4. Final Project Report UPDATED CODE

THIS CONTAINS MORE SOPHISTICATED CODE THAT DOES THE SAME JOB BUT LOOKS BETTER

In this page there is:

About the report
What to submit/format
What content to include
The grading rubric/checklist
The final dataset, useful code and things we have learned this semester

1. About

CANVAS PAGE HERE: https://psu.instructure.com/courses/2243429/assignments/15012915

Congratulations! You made it to the end of the semester. Thanks for being awesome

Over the last few weeks, we have been working on analyzing and modelling the temperature data. Your job is now to put it all together using the code we have used.

You can EITHER

Work in groups, where you clearly show what each team member contributes. In this case,I expect at least one or two models by each group member and a comparison of their pros and cons.
or individually (attributing any early work created by another team member)

This is worth 50 points. I am grading you on the thoughtfulness and quality of your analysis.There is no “right” answer.

2. What to submit, report format

A .Rmd and a .html file containing your report

To get an A grade, I expect professional formatting, tables of contents, templates, extraneous “welcome” text removed from package loading using code chunk options. Use the templates from previous labs/reports!

3. Content to include

Remember you can use text/figures/analysis from throughout the semester and from all the project discussion boards.

A introduction about the climate of State College (esp the temperature) - remember Weather Spark!
To clearly state the aim of the project, which is to predict the coldest location in State College TOWNSHIP, given the calibration data which was placed over the entire area.
To talk about what might cause temperature differences, using your causal flowcharts.
To clearly state the object of analysis of the calibration data, and the predictor variables, along with any quality control and data wrangling we have done (it’s OK to talk more generally about the Quality Control rather than every specific sensor removed etc). Remember units! All described with sources here - https://psu-spatial.github.io/Stat462-2023/in_S462_Project03InitialEDA.html
To create a series of models, check their validity (LINE), discuss the goodness of fit and describe your favorite.
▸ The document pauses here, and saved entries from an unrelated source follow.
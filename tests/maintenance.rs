//! Maintenance client tests.

mod common;

use common::{memory_client, scripted_client};
use lattice_client::etcd::proto;
use lattice_client::etcd::{AlarmAction, AlarmType};
use lattice_client::ClientError;

#[tokio::test]
async fn status_reports_store_revision() {
    let (client, store) = memory_client("mt-status");
    client.kv().put("k", "v").await.unwrap();

    let status = client.maintenance().status_member().await.unwrap();
    assert_eq!(status.header.revision, store.revision());
    assert_eq!(status.leader, status.header.member_id);
    assert!(status.db_size > 0);
    assert!(!status.version.is_empty());
    client.close();
}

#[tokio::test]
async fn defragment_returns_header() {
    let (client, store) = memory_client("mt-defrag");
    client.kv().put("k", "v").await.unwrap();
    client.kv().delete("k").await.unwrap();

    let header = client.maintenance().defragment_member().await.unwrap();
    assert_eq!(header.revision, store.revision());
    client.close();
}

#[tokio::test]
async fn alarm_lifecycle() {
    let (client, _store) = memory_client("mt-alarm");
    let maintenance = client.maintenance();

    maintenance
        .alarm(7, AlarmType::NoSpace, AlarmAction::Activate)
        .await
        .unwrap();
    let alarms = maintenance.list_alarms().await.unwrap();
    assert_eq!(alarms.alarms.len(), 1);
    assert_eq!(alarms.alarms[0].member_id, 7);
    assert_eq!(alarms.alarms[0].alarm, AlarmType::NoSpace);

    let removed = maintenance.disarm(7, AlarmType::NoSpace).await.unwrap();
    assert_eq!(removed.alarms.len(), 1);
    assert!(maintenance.list_alarms().await.unwrap().alarms.is_empty());
    client.close();
}

#[tokio::test]
async fn disarm_member_zero_fails_without_rpc() {
    let (client, transport) = scripted_client("mt-disarm-zero");

    let err = client
        .maintenance()
        .disarm(0, AlarmType::Corrupt)
        .await
        .unwrap_err();
    assert!(matches!(err, ClientError::InvalidArgument { .. }));
    assert!(transport.alarm_requests.lock().is_empty());
    client.close();
}

#[tokio::test]
async fn disarm_sends_deactivate() {
    let (client, transport) = scripted_client("mt-disarm");
    transport.push_alarm(Ok(proto::AlarmResponse::default()));

    client
        .maintenance()
        .disarm(3, AlarmType::Corrupt)
        .await
        .unwrap();
    let request = transport.alarm_requests.lock()[0];
    assert_eq!(request.action, proto::AlarmAction::Deactivate as i32);
    assert_eq!(request.member_id, 3);
    assert_eq!(request.alarm, proto::AlarmType::Corrupt as i32);
    client.close();
}

#[tokio::test]
async fn unknown_alarm_type_is_protocol_violation() {
    let (client, transport) = scripted_client("mt-unknown-alarm");
    transport.push_alarm(Ok(proto::AlarmResponse {
        header: None,
        alarms: vec![proto::AlarmMember {
            member_id: 1,
            alarm: 42,
        }],
    }));

    let err = client.maintenance().list_alarms().await.unwrap_err();
    assert!(matches!(err, ClientError::ProtocolViolation { .. }));
    client.close();
}
//! Error types for the client core.
//!
//! Every failure a caller can observe travels through [`ClientError`]:
//! encode and decode failures share the channel with transport failures, so
//! a bridged future has exactly one error to inspect. Nothing in this crate
//! retries; [`ClientError::is_retriable`] is a hint for the caller.

use thiserror::Error;
use tonic::{Code, Status};

/// Client-side error conditions.
#[derive(Debug, Clone, Error)]
pub enum ClientError {
    /// Malformed request built by the caller (e.g. a compare on an empty key).
    ///
    /// Never retried. Raised at construction time where possible, otherwise
    /// through an immediately-failed future.
    #[error("invalid argument: {message}")]
    InvalidArgument { message: String },

    /// The underlying RPC failed. The transport status is kept unmodified.
    #[error("transport failure: {0}")]
    Transport(#[from] Status),

    /// The server answered with a tag or enum value outside the closed set
    /// this client understands. Indicates a client/server contract mismatch.
    #[error("protocol violation: {message}")]
    ProtocolViolation { message: String },

    /// The snapshot stream ended with an error. Delivered once to the
    /// installed snapshot callback.
    #[error("snapshot stream terminated: {status}")]
    StreamTerminated { status: Status },

    /// The bridged call was cancelled by the caller.
    #[error("call cancelled")]
    Cancelled,

    /// The client's callback context stopped before the call resolved.
    #[error("callback context shut down")]
    ContextShutdown,

    /// The callback context thread could not be started.
    #[error("callback context failed to start: {message}")]
    ContextStart { message: String },

    /// Building the transport channel failed.
    #[error("connect failed: {message}")]
    Connect { message: String },
}

impl ClientError {
    /// Create an InvalidArgument error.
    pub fn invalid_argument(message: impl Into<String>) -> Self {
        Self::InvalidArgument {
            message: message.into(),
        }
    }

    /// Create a ProtocolViolation error.
    pub fn protocol_violation(message: impl Into<String>) -> Self {
        Self::ProtocolViolation {
            message: message.into(),
        }
    }

    /// gRPC code of a transport or stream failure, if this is one.
    pub fn status_code(&self) -> Option<Code> {
        match self {
            Self::Transport(status) | Self::StreamTerminated { status } => Some(status.code()),
            _ => None,
        }
    }

    /// Check if a caller may reasonably retry the operation.
    ///
    /// Only an unavailable transport qualifies; the core never acts on this.
    pub fn is_retriable(&self) -> bool {
        matches!(self, Self::Transport(status) if status.code() == Code::Unavailable)
    }

    /// Check if this error is the caller's own fault.
    pub fn is_caller_error(&self) -> bool {
        matches!(self, Self::InvalidArgument { .. })
    }
}

/// Result type using ClientError.
pub type ClientResult<T> = Result<T, ClientError>;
Useful code below.
To decide on your final object of analysis, response variable and predictors, then use that model to predict the location of the coldest temperature on Monday 1st May. Remember you can use the forecast temperature for the future airport temperature! If you can’t make a complex model work for prediction, tell me and then choose an easier one
For 10 bonus points, to collect a temp sensor from me in Walker 201 in office hours tomorrow, or in Friday’s lecture. Then put it out in your predicted location, recording the Lat/Long and taking some photos & filling in the google form, then bringing back the sensor by the exam. We will see who is correct!

This is not part of the main report & you do not have to talk about the results as it will take me a week to find out the results.

4. Grading Rubric/checklist

See the table below for what this means - 100% is hard to get!
The text below shows what I would expect from such a report.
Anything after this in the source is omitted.